> **WHAT NEEDS TO BE DONE**
Without changing anything, output the records below.

> **RECORDS PROVIDED**
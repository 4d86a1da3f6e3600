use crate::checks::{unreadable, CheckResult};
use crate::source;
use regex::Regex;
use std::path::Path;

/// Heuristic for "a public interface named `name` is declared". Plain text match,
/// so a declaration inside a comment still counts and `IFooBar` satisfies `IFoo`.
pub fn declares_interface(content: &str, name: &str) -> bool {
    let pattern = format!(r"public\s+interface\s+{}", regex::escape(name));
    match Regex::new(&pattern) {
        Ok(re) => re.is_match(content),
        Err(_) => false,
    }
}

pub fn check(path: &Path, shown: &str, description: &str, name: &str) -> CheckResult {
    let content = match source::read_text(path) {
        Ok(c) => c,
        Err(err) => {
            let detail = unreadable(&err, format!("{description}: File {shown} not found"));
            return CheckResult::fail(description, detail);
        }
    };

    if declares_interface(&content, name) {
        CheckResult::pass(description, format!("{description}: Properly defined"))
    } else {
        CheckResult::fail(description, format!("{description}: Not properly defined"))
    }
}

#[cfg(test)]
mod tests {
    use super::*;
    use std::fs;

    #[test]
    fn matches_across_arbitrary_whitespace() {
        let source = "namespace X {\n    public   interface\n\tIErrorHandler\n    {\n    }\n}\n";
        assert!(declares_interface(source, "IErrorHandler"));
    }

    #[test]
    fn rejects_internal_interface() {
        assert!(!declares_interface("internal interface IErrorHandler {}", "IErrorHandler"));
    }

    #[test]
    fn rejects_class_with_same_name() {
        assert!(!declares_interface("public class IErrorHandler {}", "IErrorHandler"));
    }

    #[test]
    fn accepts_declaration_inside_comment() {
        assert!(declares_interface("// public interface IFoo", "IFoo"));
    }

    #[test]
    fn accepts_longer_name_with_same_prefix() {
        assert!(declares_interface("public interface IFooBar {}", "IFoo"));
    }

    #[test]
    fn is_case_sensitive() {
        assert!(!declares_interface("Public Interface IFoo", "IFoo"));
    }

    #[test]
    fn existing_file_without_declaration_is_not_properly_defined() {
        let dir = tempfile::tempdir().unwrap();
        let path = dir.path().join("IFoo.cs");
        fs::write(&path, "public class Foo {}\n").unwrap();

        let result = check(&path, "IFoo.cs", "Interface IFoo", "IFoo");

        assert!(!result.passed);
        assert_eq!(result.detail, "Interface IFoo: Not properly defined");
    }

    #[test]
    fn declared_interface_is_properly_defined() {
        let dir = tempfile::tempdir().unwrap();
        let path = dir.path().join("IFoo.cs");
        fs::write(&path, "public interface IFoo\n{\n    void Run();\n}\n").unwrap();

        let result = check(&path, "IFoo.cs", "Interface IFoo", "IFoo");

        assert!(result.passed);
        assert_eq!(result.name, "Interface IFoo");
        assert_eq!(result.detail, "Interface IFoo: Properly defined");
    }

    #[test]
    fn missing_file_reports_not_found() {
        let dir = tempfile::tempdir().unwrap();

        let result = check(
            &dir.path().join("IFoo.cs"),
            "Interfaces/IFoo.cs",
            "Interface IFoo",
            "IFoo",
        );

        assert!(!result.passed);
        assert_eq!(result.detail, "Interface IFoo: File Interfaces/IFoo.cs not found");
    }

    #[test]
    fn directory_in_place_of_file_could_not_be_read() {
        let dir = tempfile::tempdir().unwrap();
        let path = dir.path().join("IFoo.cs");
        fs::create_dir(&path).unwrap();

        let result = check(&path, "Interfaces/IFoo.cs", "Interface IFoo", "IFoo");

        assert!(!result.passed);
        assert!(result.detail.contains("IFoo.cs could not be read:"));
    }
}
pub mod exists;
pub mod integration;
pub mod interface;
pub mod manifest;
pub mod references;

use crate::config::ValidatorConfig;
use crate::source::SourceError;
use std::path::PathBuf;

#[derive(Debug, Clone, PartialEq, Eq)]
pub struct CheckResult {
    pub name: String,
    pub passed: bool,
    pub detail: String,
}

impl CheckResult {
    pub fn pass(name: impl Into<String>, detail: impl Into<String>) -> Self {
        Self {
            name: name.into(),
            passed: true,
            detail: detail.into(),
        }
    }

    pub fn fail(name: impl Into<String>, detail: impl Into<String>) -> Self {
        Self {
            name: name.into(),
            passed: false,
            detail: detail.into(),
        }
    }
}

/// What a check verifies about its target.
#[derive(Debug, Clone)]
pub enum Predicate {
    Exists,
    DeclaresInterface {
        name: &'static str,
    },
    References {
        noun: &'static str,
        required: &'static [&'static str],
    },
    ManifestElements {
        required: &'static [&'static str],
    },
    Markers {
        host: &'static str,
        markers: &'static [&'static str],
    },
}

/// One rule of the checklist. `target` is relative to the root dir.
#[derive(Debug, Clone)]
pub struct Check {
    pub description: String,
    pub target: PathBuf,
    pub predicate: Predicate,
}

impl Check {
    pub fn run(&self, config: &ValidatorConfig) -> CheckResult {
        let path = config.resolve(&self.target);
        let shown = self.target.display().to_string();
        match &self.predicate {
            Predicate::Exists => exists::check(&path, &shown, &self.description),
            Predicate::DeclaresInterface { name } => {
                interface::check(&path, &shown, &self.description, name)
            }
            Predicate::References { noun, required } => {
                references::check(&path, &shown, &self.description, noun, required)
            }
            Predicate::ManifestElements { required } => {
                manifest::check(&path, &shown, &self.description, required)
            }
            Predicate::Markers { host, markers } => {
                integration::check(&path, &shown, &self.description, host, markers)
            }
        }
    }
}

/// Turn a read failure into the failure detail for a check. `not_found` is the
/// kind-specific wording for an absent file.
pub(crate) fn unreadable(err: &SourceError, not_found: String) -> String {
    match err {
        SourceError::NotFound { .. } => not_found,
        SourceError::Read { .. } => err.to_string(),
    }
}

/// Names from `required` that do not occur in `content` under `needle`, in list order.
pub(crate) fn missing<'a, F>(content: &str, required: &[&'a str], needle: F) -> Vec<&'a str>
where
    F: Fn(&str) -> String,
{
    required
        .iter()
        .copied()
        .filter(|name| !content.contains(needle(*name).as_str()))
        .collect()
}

> **ANSWER**
repository 4d86a1da3f6e3600
use crate::checks::{unreadable, CheckResult};
use crate::source;
use regex::Regex;
use std::path::Path;

/// Heuristic for "a public interface named `name` is declared". Plain text match,
/// so a declaration inside a comment still counts and `IFooBar` satisfies `IFoo`.
pub fn declares_interface(content: &str, name: &str) -> bool {
    let pattern = format!(r"public\s+interface\s+{}", regex::escape(name));
    match Regex::new(&pattern) {
        Ok(re) => re.is_match(content),
        Err(_) => false,
    }
}

pub fn check(path: &Path, shown: &str, description: &str, name: &str) -> CheckResult {
    let content = match source::read_text(path) {
        Ok(c) => c,
        Err(err) => {
            let detail = unreadable(&err, format!("{description}: File {shown} not found"));
            return CheckResult::fail(description, detail);
        }
    };

    if declares_interface(&content, name) {
        CheckResult::pass(description, format!("{description}: Properly defined"))
    } else {
        CheckResult::fail(description, format!("{description}: Not properly defined"))
    }
}

#[cfg(test)]
mod tests {
    use super::*;
    use std::fs;

    #[test]
    fn matches_across_arbitrary_whitespace() {
        let source = "namespace X {\n    public   interface\n\tIErrorHandler\n    {\n    }\n}\n";
        assert!(declares_interface(source, "IErrorHandler"));
    }

    #[test]
    fn rejects_internal_interface() {
        assert!(!declares_interface("internal interface IErrorHandler {}", "IErrorHandler"));
    }

    #[test]
    fn rejects_class_with_same_name() {
        assert!(!declares_interface("public class IErrorHandler {}", "IErrorHandler"));
    }

    #[test]
    fn accepts_declaration_inside_comment() {
        assert!(declares_interface("// public interface IFoo", "IFoo"));
    }

    #[test]
    fn accepts_longer_name_with_same_prefix() {
        assert!(declares_interface("public interface IFooBar {}", "IFoo"));
    }

    #[test]
    fn is_case_sensitive() {
        assert!(!declares_interface("Public Interface IFoo", "IFoo"));
    }

    #[test]
    fn existing_file_without_declaration_is_not_properly_defined() {
        let dir = tempfile::tempdir().unwrap();
        let path = dir.path().join("IFoo.cs");
        fs::write(&path, "public class Foo {}\n").unwrap();

        let result = check(&path, "IFoo.cs", "Interface IFoo", "IFoo");

        assert!(!result.passed);
        assert_eq!(result.detail, "Interface IFoo: Not properly defined");
    }

    #[test]
    fn declared_interface_is_properly_defined() {
        let dir = tempfile::tempdir().unwrap();
        let path = dir.path().join("IFoo.cs");
        fs::write(&path, "public interface IFoo\n{\n    void Run();\n}\n").unwrap();

        let result = check(&path, "IFoo.cs", "Interface IFoo", "IFoo");

        assert!(result.passed);
        assert_eq!(result.name, "Interface IFoo");
        assert_eq!(result.detail, "Interface IFoo: Properly defined");
    }

    #[test]
    fn missing_file_reports_not_found() {
        let dir = tempfile::tempdir().unwrap();

        let result = check(
            &dir.path().join("IFoo.cs"),
            "Interfaces/IFoo.cs",
            "Interface IFoo",
            "IFoo",
        );

        assert!(!result.passed);
        assert_eq!(result.detail, "Interface IFoo: File Interfaces/IFoo.cs not found");
    }

    #[test]
    fn directory_in_place_of_file_could_not_be_read() {
        let dir = tempfile::tempdir().unwrap();
        let path = dir.path().join("IFoo.cs");
        fs::create_dir(&path).unwrap();

        let result = check(&path, "Interfaces/IFoo.cs", "Interface IFoo", "IFoo");

        assert!(!result.passed);
        assert!(result.detail.contains("IFoo.cs could not be read:"));
    }
}
pub mod exists;
pub mod integration;
pub mod interface;
pub mod manifest;
pub mod references;

use crate::config::ValidatorConfig;
use crate::source::SourceError;
use std::path::PathBuf;

#[derive(Debug, Clone, PartialEq, Eq)]
pub struct CheckResult {
    pub name: String,
    pub passed: bool,
    pub detail: String,
}

impl CheckResult {
    pub fn pass(name: impl Into<String>, detail: impl Into<String>) -> Self {
        Self {
            name: name.into(),
            passed: true,
            detail: detail.into(),
        }
    }

    pub fn fail(name: impl Into<String>, detail: impl Into<String>) -> Self {
        Self {
            name: name.into(),
            passed: false,
            detail: detail.into(),
        }
    }
}

/// What a check verifies about its target.
#[derive(Debug, Clone)]
pub enum Predicate {
    Exists,
    DeclaresInterface {
        name: &'static str,
    },
    References {
        noun: &'static str,
        required: &'static [&'static str],
    },
    ManifestElements {
        required: &'static [&'static str],
    },
    Markers {
        host: &'static str,
        markers: &'static [&'static str],
    },
}

/// One rule of the checklist. `target` is relative to the root dir.
#[derive(Debug, Clone)]
pub struct Check {
    pub description: String,
    pub target: PathBuf,
    pub predicate: Predicate,
}

impl Check {
    pub fn run(&self, config: &ValidatorConfig) -> CheckResult {
        let path = config.resolve(&self.target);
        let shown = self.target.display().to_string();
        match &self.predicate {
            Predicate::Exists => exists::check(&path, &shown, &self.description),
            Predicate::DeclaresInterface { name } => {
                interface::check(&path, &shown, &self.description, name)
            }
            Predicate::References { noun, required } => {
                references::check(&path, &shown, &self.description, noun, required)
            }
            Predicate::ManifestElements { required } => {
                manifest::check(&path, &shown, &self.description, required)
            }
            Predicate::Markers { host, markers } => {
                integration::check(&path, &shown, &self.description, host, markers)
            }
        }
    }
}

/// Turn a read failure into the failure detail for a check. `not_found` is the
/// kind-specific wording for an absent file.
pub(crate) fn unreadable(err: &SourceError, not_found: String) -> String {
    match err {
        SourceError::NotFound { .. } => not_found,
        SourceError::Read { .. } => err.to_string(),
    }
}

/// Names from `required` that do not occur in `content` under `needle`, in list order.
pub(crate) fn missing<'a, F>(content: &str, required: &[&'a str], needle: F) -> Vec<&'a str>
where
    F: Fn(&str) -> String,
{
    required
        .iter()
        .copied()
        .filter(|name| !content.contains(needle(*name).as_str()))
        .collect()
}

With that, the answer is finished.